• _Exercise instructions_: State how many lines in the following entries hold the word "String". The reply is that number only.

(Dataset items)

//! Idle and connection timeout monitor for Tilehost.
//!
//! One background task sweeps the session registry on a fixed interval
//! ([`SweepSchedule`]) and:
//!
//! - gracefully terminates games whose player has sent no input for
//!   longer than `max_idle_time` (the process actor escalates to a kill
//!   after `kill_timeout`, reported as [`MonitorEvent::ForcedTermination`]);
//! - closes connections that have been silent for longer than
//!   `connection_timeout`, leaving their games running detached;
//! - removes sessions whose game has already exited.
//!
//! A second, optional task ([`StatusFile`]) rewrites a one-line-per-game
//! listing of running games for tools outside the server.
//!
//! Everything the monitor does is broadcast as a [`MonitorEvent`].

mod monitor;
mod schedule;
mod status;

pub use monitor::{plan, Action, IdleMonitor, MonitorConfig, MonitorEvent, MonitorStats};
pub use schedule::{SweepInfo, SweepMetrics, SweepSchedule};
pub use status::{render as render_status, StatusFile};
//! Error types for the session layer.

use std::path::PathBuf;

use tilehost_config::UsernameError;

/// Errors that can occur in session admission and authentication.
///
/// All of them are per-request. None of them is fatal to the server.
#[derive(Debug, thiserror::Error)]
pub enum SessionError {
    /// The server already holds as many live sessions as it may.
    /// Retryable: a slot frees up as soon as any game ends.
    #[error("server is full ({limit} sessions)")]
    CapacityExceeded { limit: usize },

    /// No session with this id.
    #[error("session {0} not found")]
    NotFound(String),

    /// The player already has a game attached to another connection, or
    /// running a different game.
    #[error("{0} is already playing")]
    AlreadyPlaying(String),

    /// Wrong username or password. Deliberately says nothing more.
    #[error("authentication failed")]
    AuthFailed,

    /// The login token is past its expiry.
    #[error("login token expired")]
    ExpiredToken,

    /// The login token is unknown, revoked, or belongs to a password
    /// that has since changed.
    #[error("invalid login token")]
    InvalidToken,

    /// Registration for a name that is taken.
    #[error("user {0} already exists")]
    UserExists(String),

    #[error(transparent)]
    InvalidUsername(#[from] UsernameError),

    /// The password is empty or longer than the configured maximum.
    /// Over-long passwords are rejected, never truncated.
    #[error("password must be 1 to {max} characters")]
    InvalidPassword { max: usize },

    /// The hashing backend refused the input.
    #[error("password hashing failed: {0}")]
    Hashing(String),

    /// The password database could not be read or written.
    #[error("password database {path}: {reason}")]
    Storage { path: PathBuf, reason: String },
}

• _Output of the exercise_: 5